* **What is expected**: For this exercise, copy out each line of the material below that includes "SurveyTable".

═══ Data provided ═══

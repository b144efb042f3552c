//! Alerts for displaying error messages to users.
//!
//! Alerts are swapped into the page's `#alert-container` by HTMX when a request
//! made from the page fails.

use axum::response::{Html, IntoResponse, Response};
use maud::{Markup, html};

const ERROR_ALERT_STYLE: &str = "flex items-start p-4 mb-4 text-red-800 border \
    border-red-300 rounded-lg bg-red-50 dark:bg-gray-800 dark:text-red-400 \
    dark:border-red-800 shadow-lg";

/// An error message with a short summary and optional details.
#[derive(Debug, Clone)]
pub struct Alert<'a> {
    pub message: &'a str,
    pub details: &'a str,
}

impl<'a> Alert<'a> {
    /// Create a new error alert
    pub fn error(message: &'a str, details: &'a str) -> Self {
        Self { message, details }
    }

    pub fn into_html(self) -> Markup {
        html! {
            div
                role="alert"
                class=(ERROR_ALERT_STYLE)
            {
                div class="text-sm"
                {
                    span class="font-semibold" { (self.message) }

                    @if !self.details.is_empty() {
                        p class="mt-1" { (self.details) }
                    }
                }
            }
        }
    }
}

impl IntoResponse for Alert<'_> {
    fn into_response(self) -> Response {
        Html(self.into_html().into_string()).into_response()
    }
}
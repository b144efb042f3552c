//! The page to display when the dashboard cannot be rendered.
use axum::{
    http::StatusCode,
    response::{Html, IntoResponse, Response},
};

use crate::html::error_view;

/// An explanation of what went wrong and how the server operator can fix it.
pub struct InternalServerError<'a> {
    pub description: &'a str,
    pub fix: &'a str,
}

impl Default for InternalServerError<'_> {
    fn default() -> Self {
        Self {
            description: "Sorry, something went wrong.",
            fix: "Try again later or check the server logs",
        }
    }
}

impl InternalServerError<'_> {
    pub fn into_html(self) -> Html<String> {
        Html(error_view("Internal Server Error", "500", self.description, self.fix).into_string())
    }
}

impl IntoResponse for InternalServerError<'_> {
    fn into_response(self) -> Response {
        (StatusCode::INTERNAL_SERVER_ERROR, self.into_html()).into_response()
    }
}

pub async fn get_internal_server_error_page() -> Response {
    InternalServerError::default().into_response()
}

#[cfg(test)]
mod tests {
    use axum::{http::StatusCode, response::IntoResponse};

    use crate::{
        Error,
        test_utils::{assert_valid_html, parse_html_document},
    };

    #[tokio::test]
    async fn missing_column_explains_the_fix() {
        let response = Error::MissingColumn("Country".to_owned()).into_response();

        assert_eq!(response.status(), StatusCode::INTERNAL_SERVER_ERROR);
        let html = parse_html_document(response).await;
        assert_valid_html(&html);
        assert!(html.html().contains("Incomplete Survey Data"));
        assert!(html.html().contains("\"Country\" column"));
    }

    #[tokio::test]
    async fn other_errors_show_generic_page() {
        let response = Error::InvalidCSV("bad row".to_owned()).into_response();

        assert_eq!(response.status(), StatusCode::INTERNAL_SERVER_ERROR);
        let html = parse_html_document(response).await;
        assert!(!html.html().contains("bad row"));
        assert!(html.html().contains("Sorry, something went wrong."));
    }
}
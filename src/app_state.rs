//! Implements a struct that holds the state of the REST server.

use std::sync::Arc;

use crate::{Error, survey::SurveySource};

/// The state of the REST server.
#[derive(Debug, Clone)]
pub struct AppState {
    /// Where the survey responses are loaded from.
    pub survey_source: Arc<SurveySource>,
}

impl AppState {
    /// Create a new [AppState] and load the survey data.
    ///
    /// The survey data is read here so that a missing or malformed file is
    /// reported when the server starts rather than on the first page view.
    ///
    /// # Errors
    /// Returns an error if the survey data cannot be loaded.
    pub fn new(survey_source: SurveySource) -> Result<Self, Error> {
        survey_source.table()?;

        Ok(Self {
            survey_source: Arc::new(survey_source),
        })
    }
}
//! The fixed set of charts shown on the dashboard.
//!
//! Each panel reads one or two columns of the filtered survey table and turns
//! them into a chart. Panels share no state, so a panel that fails (e.g.,
//! because its column is missing) does not stop the others from rendering.

use crate::{
    Error,
    dashboard::charts::{
        DashboardChart, category_count_chart, grouped_count_chart, histogram_chart,
    },
    survey::{Histogram, SurveyTable, columns, count_by_category, grouped_counts},
};

/// What a panel computes from the survey table.
#[derive(Debug, Clone, Copy, PartialEq)]
pub(super) enum PanelKind {
    /// Counts of `primary` broken down by `hue`.
    GroupedCounts {
        primary: &'static str,
        hue: &'static str,
    },
    /// Counts of `column`, most frequent first.
    CategoryCounts { column: &'static str },
    /// A histogram of `column` with a fixed number of `bins`.
    Histogram {
        column: &'static str,
        bins: usize,
        colour: &'static str,
    },
}

/// One chart on the dashboard.
#[derive(Debug, Clone, Copy, PartialEq)]
pub(super) struct Panel {
    /// The HTML element ID for the chart container (kebab-case).
    pub id: &'static str,
    pub title: &'static str,
    pub kind: PanelKind,
}

pub(super) const CONDITION_BY_GENDER: Panel = Panel {
    id: "condition-by-gender-chart",
    title: "Mental Health Condition vs Gender",
    kind: PanelKind::GroupedCounts {
        primary: columns::GENDER,
        hue: columns::MENTAL_HEALTH_CONDITION,
    },
};

pub(super) const AGE_DISTRIBUTION: Panel = Panel {
    id: "age-chart",
    title: "Age Distribution",
    kind: PanelKind::Histogram {
        column: columns::AGE,
        bins: 20,
        colour: "teal",
    },
};

pub(super) const STRESS_LEVEL_DISTRIBUTION: Panel = Panel {
    id: "stress-level-chart",
    title: "Stress Level Distribution",
    kind: PanelKind::CategoryCounts {
        column: columns::STRESS_LEVEL,
    },
};

pub(super) const SLEEP_HOURS_DISTRIBUTION: Panel = Panel {
    id: "sleep-hours-chart",
    title: "Sleep Hours Distribution",
    kind: PanelKind::Histogram {
        column: columns::SLEEP_HOURS,
        bins: 15,
        colour: "purple",
    },
};

pub(super) const PHYSICAL_ACTIVITY_HOURS: Panel = Panel {
    id: "physical-activity-chart",
    title: "Physical Activity Hours",
    kind: PanelKind::Histogram {
        column: columns::PHYSICAL_ACTIVITY_HOURS,
        bins: 15,
        colour: "green",
    },
};

pub(super) const SOCIAL_MEDIA_USAGE: Panel = Panel {
    id: "social-media-chart",
    title: "Social Media Usage",
    kind: PanelKind::Histogram {
        column: columns::SOCIAL_MEDIA_USAGE,
        bins: 15,
        colour: "orange",
    },
};

/// A titled group of panels displayed side by side.
pub(super) struct PanelSection {
    /// The section heading, the first section has none.
    pub heading: Option<&'static str>,
    pub panels: [Panel; 2],
}

/// Every panel on the dashboard in display order.
pub(super) const PANEL_SECTIONS: [PanelSection; 3] = [
    PanelSection {
        heading: None,
        panels: [CONDITION_BY_GENDER, AGE_DISTRIBUTION],
    },
    PanelSection {
        heading: Some("Lifestyle and Work-Related Insights"),
        panels: [STRESS_LEVEL_DISTRIBUTION, SLEEP_HOURS_DISTRIBUTION],
    },
    PanelSection {
        heading: Some("Other Health & Lifestyle Factors"),
        panels: [PHYSICAL_ACTIVITY_HOURS, SOCIAL_MEDIA_USAGE],
    },
];

impl Panel {
    /// Compute the panel's statistics from `table` and build its chart.
    ///
    /// # Errors
    /// Returns [Error::MissingColumn] if a column the panel needs is not in
    /// `table`, or [Error::NonNumericValue] if a histogram column contains text.
    pub(super) fn build_chart(&self, table: &SurveyTable) -> Result<DashboardChart, Error> {
        let chart = match self.kind {
            PanelKind::GroupedCounts { primary, hue } => {
                let primary = table.categorical_column(primary)?;
                let hue = table.categorical_column(hue)?;
                grouped_count_chart(self.title, &grouped_counts(&primary, &hue))
            }
            PanelKind::CategoryCounts { column } => {
                let values = table.categorical_column(column)?;
                category_count_chart(self.title, &count_by_category(&values))
            }
            PanelKind::Histogram {
                column,
                bins,
                colour,
            } => {
                let values = table.numeric_column(column)?;
                histogram_chart(self.title, &Histogram::new(&values, bins), colour)
            }
        };

        Ok(DashboardChart::new(self.id, chart))
    }
}

#[cfg(test)]
mod tests {
    use std::collections::HashSet;

    use crate::{
        Error,
        survey::{
            columns,
            test_tables::{sample_survey, table_from},
        },
    };

    use super::{AGE_DISTRIBUTION, PANEL_SECTIONS, PanelKind, STRESS_LEVEL_DISTRIBUTION};

    #[test]
    fn there_are_six_panels_with_unique_ids() {
        let ids: HashSet<_> = PANEL_SECTIONS
            .iter()
            .flat_map(|section| section.panels.iter().map(|panel| panel.id))
            .collect();

        assert_eq!(ids.len(), 6);
    }

    #[test]
    fn histogram_bin_counts_are_fixed() {
        let bins: Vec<usize> = PANEL_SECTIONS
            .iter()
            .flat_map(|section| section.panels.iter())
            .filter_map(|panel| match panel.kind {
                PanelKind::Histogram { bins, .. } => Some(bins),
                _ => None,
            })
            .collect();

        assert_eq!(bins, vec![20, 15, 15, 15]);
    }

    #[test]
    fn every_panel_builds_from_complete_table() {
        let table = sample_survey();

        for section in &PANEL_SECTIONS {
            for panel in &section.panels {
                let chart = panel.build_chart(&table);

                assert!(chart.is_ok(), "panel {} failed: {chart:?}", panel.id);
                assert_eq!(chart.unwrap().id, panel.id);
            }
        }
    }

    #[test]
    fn every_panel_builds_from_empty_table() {
        let table = sample_survey().with_rows(Vec::new());

        for section in &PANEL_SECTIONS {
            for panel in &section.panels {
                assert!(panel.build_chart(&table).is_ok(), "panel {} failed", panel.id);
            }
        }
    }

    #[test]
    fn missing_age_column_only_fails_age_panel() {
        let table = table_from(
            &[columns::COUNTRY, columns::STRESS_LEVEL, columns::SLEEP_HOURS],
            &[&["USA", "High", "7"], &["India", "Low", "6"]],
        );

        assert_eq!(
            AGE_DISTRIBUTION.build_chart(&table),
            Err(Error::MissingColumn(columns::AGE.to_owned()))
        );
        assert!(STRESS_LEVEL_DISTRIBUTION.build_chart(&table).is_ok());
    }

    #[test]
    fn text_in_numeric_column_fails_panel() {
        let table = table_from(&[columns::AGE], &[&["thirty"]]);

        assert!(matches!(
            AGE_DISTRIBUTION.build_chart(&table),
            Err(Error::NonNumericValue { .. })
        ));
    }
}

═══

* **Result of this task**:
    survey::{Histogram, SurveyTable, columns, count_by_category, grouped_counts},
    pub(super) fn build_chart(&self, table: &SurveyTable) -> Result<DashboardChart, Error> {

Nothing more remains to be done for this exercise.